+++ Extracted material +++
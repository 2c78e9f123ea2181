//! Token verification at connection time.
//!
//! An invalid or absent token never rejects the socket; the connection
//! simply stays anonymous and per-command checks decide what anonymous
//! clients may do.

use async_trait::async_trait;

use forge_core::UserId;
use forge_store::users::UserRepo;
use forge_store::Database;

#[async_trait]
pub trait TokenVerifier: Send + Sync {
    /// Resolve a bearer token to a user, or `None` for anonymous.
    async fn verify(&self, token: &str) -> Option<UserId>;
}

/// Verifier backed by the users table. Tokens of deactivated users are
/// treated as invalid.
pub struct StoreTokenVerifier {
    users: UserRepo,
}

impl StoreTokenVerifier {
    pub fn new(db: Database) -> Self {
        Self {
            users: UserRepo::new(db),
        }
    }
}

#[async_trait]
impl TokenVerifier for StoreTokenVerifier {
    async fn verify(&self, token: &str) -> Option<UserId> {
        match self.users.find_by_token(token) {
            Ok(Some(user)) if user.is_active => Some(user.id),
            Ok(_) => None,
            Err(e) => {
                tracing::warn!(error = %e, "Token lookup failed, treating as anonymous");
                None
            }
        }
    }
}

/// Resolve an optional token from the connection URL.
pub async fn verify_optional(
    verifier: &dyn TokenVerifier,
    token: Option<&str>,
) -> Option<UserId> {
    match token {
        Some(t) if !t.is_empty() => verifier.verify(t).await,
        _ => None,
    }
}
pub mod frames;
pub mod ids;
pub mod message;
pub mod progress;

pub use frames::{ClientFrame, ServerFrame};
pub use ids::{MessageId, ProjectId, QuestionId, UserId};
pub use message::{MessageKind, QuestionMode};
pub use progress::{AgentState, ProgressSnapshot, ProgressTracker, StageState};
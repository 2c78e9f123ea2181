use async_trait::async_trait;

use forge_core::{MessageKind, QuestionMode};

/// A task-board update from the engine: the full task list plus which
/// task is currently being worked and by whom.
#[derive(Debug, Clone, Default)]
pub struct TaskUpdate {
    pub tasks: Vec<serde_json::Value>,
    pub current_task_id: String,
    pub current_assignee: String,
    pub instruction: String,
}

/// Callbacks an engine run fires as agents do their work.
///
/// The server side implements this to stream activity to the client,
/// persist messages, and answer questions. `on_ask_human` blocks the
/// run until an answer (or a timeout sentinel) is available.
#[async_trait]
pub trait RunCallbacks: Send + Sync {
    async fn on_message(&self, agent: &str, content: &str, kind: MessageKind);

    async fn on_ask_human(
        &self,
        agent: &str,
        question: &str,
        mode: QuestionMode,
        options: Option<Vec<String>>,
    ) -> String;

    async fn on_task(&self, update: TaskUpdate);
}
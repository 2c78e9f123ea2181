//! Message gateway: turns raw inbound text into handler invocations.
//!
//! Run commands are spawned so the receive loop keeps draining; question
//! responses are handled inline so they can unblock a waiting run
//! without queueing behind anything.

use std::sync::Arc;

use tokio::sync::mpsc;
use tracing::debug;

use forge_core::{ClientFrame, ServerFrame};

use crate::client::{ClientId, ClientRegistry};
use crate::orchestrator::Orchestrator;

/// Drain the inbound channel until every socket reader is gone.
pub async fn process_messages(
    mut rx: mpsc::Receiver<(ClientId, String)>,
    orchestrator: Arc<Orchestrator>,
    registry: Arc<ClientRegistry>,
) {
    while let Some((client_id, raw)) = rx.recv().await {
        dispatch(&orchestrator, &registry, &client_id, &raw).await;
    }
}

/// Route one raw inbound message.
pub async fn dispatch(
    orchestrator: &Arc<Orchestrator>,
    registry: &Arc<ClientRegistry>,
    client_id: &ClientId,
    raw: &str,
) {
    let value: serde_json::Value = match serde_json::from_str(raw) {
        Ok(value) => value,
        Err(_) => {
            registry.send(client_id, &ServerFrame::error("Invalid message format"));
            return;
        }
    };

    let frame = match serde_json::from_value::<ClientFrame>(value.clone()) {
        Ok(frame) => frame,
        Err(_) => {
            let ty = value
                .get("type")
                .and_then(|t| t.as_str())
                .unwrap_or("unknown");
            registry.send(
                client_id,
                &ServerFrame::error(format!("Unknown message type: {ty}")),
            );
            return;
        }
    };
    debug!(client_id = %client_id, frame = ?frame, "Inbound frame");

    match frame {
        ClientFrame::CreateProject { name, requirement } => {
            let orchestrator = Arc::clone(orchestrator);
            let client_id = client_id.clone();
            tokio::spawn(async move {
                orchestrator
                    .handle_create_project(&client_id, name, requirement)
                    .await;
            });
        }
        ClientFrame::CreateFromTemplate {
            template_id,
            name,
            features,
            custom_requirements,
        } => {
            let orchestrator = Arc::clone(orchestrator);
            let client_id = client_id.clone();
            tokio::spawn(async move {
                orchestrator
                    .handle_create_from_template(
                        &client_id,
                        template_id,
                        name,
                        features,
                        custom_requirements,
                    )
                    .await;
            });
        }
        ClientFrame::ContinueConversation {
            project_id,
            message,
        } => {
            let orchestrator = Arc::clone(orchestrator);
            let client_id = client_id.clone();
            tokio::spawn(async move {
                orchestrator
                    .handle_continue_conversation(&client_id, project_id, message)
                    .await;
            });
        }
        ClientFrame::RegenerateProject { project_id } => {
            let orchestrator = Arc::clone(orchestrator);
            let client_id = client_id.clone();
            tokio::spawn(async move {
                orchestrator
                    .handle_regenerate_project(&client_id, project_id)
                    .await;
            });
        }
        ClientFrame::RetryProject { project_id } => {
            let orchestrator = Arc::clone(orchestrator);
            let client_id = client_id.clone();
            tokio::spawn(async move {
                orchestrator.handle_retry_project(&client_id, project_id).await;
            });
        }
        // Handled inline: must be able to race ahead of a blocked run.
        ClientFrame::UserResponse {
            question_id,
            response,
            project_id,
        } => {
            orchestrator
                .handle_user_response(client_id, question_id, response, project_id)
                .await;
        }
        ClientFrame::SkipQuestion { question_id } => {
            orchestrator.handle_skip_question(client_id, question_id).await;
        }
        ClientFrame::Ping => {
            registry.send(client_id, &ServerFrame::Pong);
        }
    }
}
+++
Task statement
Repeat all the lines above, keeping them exactly as they are.

Written solution
repository 2c78e9f123ea2181
//! Token verification at connection time.
//!
//! An invalid or absent token never rejects the socket; the connection
//! simply stays anonymous and per-command checks decide what anonymous
//! clients may do.

use async_trait::async_trait;

use forge_core::UserId;
use forge_store::users::UserRepo;
use forge_store::Database;

#[async_trait]
pub trait TokenVerifier: Send + Sync {
    /// Resolve a bearer token to a user, or `None` for anonymous.
    async fn verify(&self, token: &str) -> Option<UserId>;
}

/// Verifier backed by the users table. Tokens of deactivated users are
/// treated as invalid.
pub struct StoreTokenVerifier {
    users: UserRepo,
}

impl StoreTokenVerifier {
    pub fn new(db: Database) -> Self {
        Self {
            users: UserRepo::new(db),
        }
    }
}

#[async_trait]
impl TokenVerifier for StoreTokenVerifier {
    async fn verify(&self, token: &str) -> Option<UserId> {
        match self.users.find_by_token(token) {
            Ok(Some(user)) if user.is_active => Some(user.id),
            Ok(_) => None,
            Err(e) => {
                tracing::warn!(error = %e, "Token lookup failed, treating as anonymous");
                None
            }
        }
    }
}

/// Resolve an optional token from the connection URL.
pub async fn verify_optional(
    verifier: &dyn TokenVerifier,
    token: Option<&str>,
) -> Option<UserId> {
    match token {
        Some(t) if !t.is_empty() => verifier.verify(t).await,
        _ => None,
    }
}
pub mod frames;
pub mod ids;
pub mod message;
pub mod progress;

pub use frames::{ClientFrame, ServerFrame};
pub use ids::{MessageId, ProjectId, QuestionId, UserId};
pub use message::{MessageKind, QuestionMode};
pub use progress::{AgentState, ProgressSnapshot, ProgressTracker, StageState};
repository 2c78e9f123ea2181
use async_trait::async_trait;

use forge_core::{MessageKind, QuestionMode};

/// A task-board update from the engine: the full task list plus which
/// task is currently being worked and by whom.
#[derive(Debug, Clone, Default)]
pub struct TaskUpdate {
    pub tasks: Vec<serde_json::Value>,
    pub current_task_id: String,
    pub current_assignee: String,
    pub instruction: String,
}

/// Callbacks an engine run fires as agents do their work.
///
/// The server side implements this to stream activity to the client,
/// persist messages, and answer questions. `on_ask_human` blocks the
/// run until an answer (or a timeout sentinel) is available.
#[async_trait]
pub trait RunCallbacks: Send + Sync {
    async fn on_message(&self, agent: &str, content: &str, kind: MessageKind);

    async fn on_ask_human(
        &self,
        agent: &str,
        question: &str,
        mode: QuestionMode,
        options: Option<Vec<String>>,
    ) -> String;

    async fn on_task(&self, update: TaskUpdate);
}
repository 2c78e9f123ea2181
//! Message gateway: turns raw inbound text into handler invocations.
//!
//! Run commands are spawned so the receive loop keeps draining; question
//! responses are handled inline so they can unblock a waiting run
//! without queueing behind anything.

use std::sync::Arc;

use tokio::sync::mpsc;
use tracing::debug;

use forge_core::{ClientFrame, ServerFrame};

use crate::client::{ClientId, ClientRegistry};
use crate::orchestrator::Orchestrator;

/// Drain the inbound channel until every socket reader is gone.
pub async fn process_messages(
    mut rx: mpsc::Receiver<(ClientId, String)>,
    orchestrator: Arc<Orchestrator>,
    registry: Arc<ClientRegistry>,
) {
    while let Some((client_id, raw)) = rx.recv().await {
        dispatch(&orchestrator, &registry, &client_id, &raw).await;
    }
}

/// Route one raw inbound message.
pub async fn dispatch(
    orchestrator: &Arc<Orchestrator>,
    registry: &Arc<ClientRegistry>,
    client_id: &ClientId,
    raw: &str,
) {
    let value: serde_json::Value = match serde_json::from_str(raw) {
        Ok(value) => value,
        Err(_) => {
            registry.send(client_id, &ServerFrame::error("Invalid message format"));
            return;
        }
    };

    let frame = match serde_json::from_value::<ClientFrame>(value.clone()) {
        Ok(frame) => frame,
        Err(_) => {
            let ty = value
                .get("type")
                .and_then(|t| t.as_str())
                .unwrap_or("unknown");
            registry.send(
                client_id,
                &ServerFrame::error(format!("Unknown message type: {ty}")),
            );
            return;
        }
    };
    debug!(client_id = %client_id, frame = ?frame, "Inbound frame");

    match frame {
        ClientFrame::CreateProject { name, requirement } => {
            let orchestrator = Arc::clone(orchestrator);
            let client_id = client_id.clone();
            tokio::spawn(async move {
                orchestrator
                    .handle_create_project(&client_id, name, requirement)
                    .await;
            });
        }
        ClientFrame::CreateFromTemplate {
            template_id,
            name,
            features,
            custom_requirements,
        } => {
            let orchestrator = Arc::clone(orchestrator);
            let client_id = client_id.clone();
            tokio::spawn(async move {
                orchestrator
                    .handle_create_from_template(
                        &client_id,
                        template_id,
                        name,
                        features,
                        custom_requirements,
                    )
                    .await;
            });
        }
        ClientFrame::ContinueConversation {
            project_id,
            message,
        } => {
            let orchestrator = Arc::clone(orchestrator);
            let client_id = client_id.clone();
            tokio::spawn(async move {
                orchestrator
                    .handle_continue_conversation(&client_id, project_id, message)
                    .await;
            });
        }
        ClientFrame::RegenerateProject { project_id } => {
            let orchestrator = Arc::clone(orchestrator);
            let client_id = client_id.clone();
            tokio::spawn(async move {
                orchestrator
                    .handle_regenerate_project(&client_id, project_id)
                    .await;
            });
        }
        ClientFrame::RetryProject { project_id } => {
            let orchestrator = Arc::clone(orchestrator);
            let client_id = client_id.clone();
            tokio::spawn(async move {
                orchestrator.handle_retry_project(&client_id, project_id).await;
            });
        }
        // Handled inline: must be able to race ahead of a blocked run.
        ClientFrame::UserResponse {
            question_id,
            response,
            project_id,
        } => {
            orchestrator
                .handle_user_response(client_id, question_id, response, project_id)
                .await;
        }
        ClientFrame::SkipQuestion { question_id } => {
            orchestrator.handle_skip_question(client_id, question_id).await;
        }
        ClientFrame::Ping => {
            registry.send(client_id, &ServerFrame::Pong);
        }
    }
}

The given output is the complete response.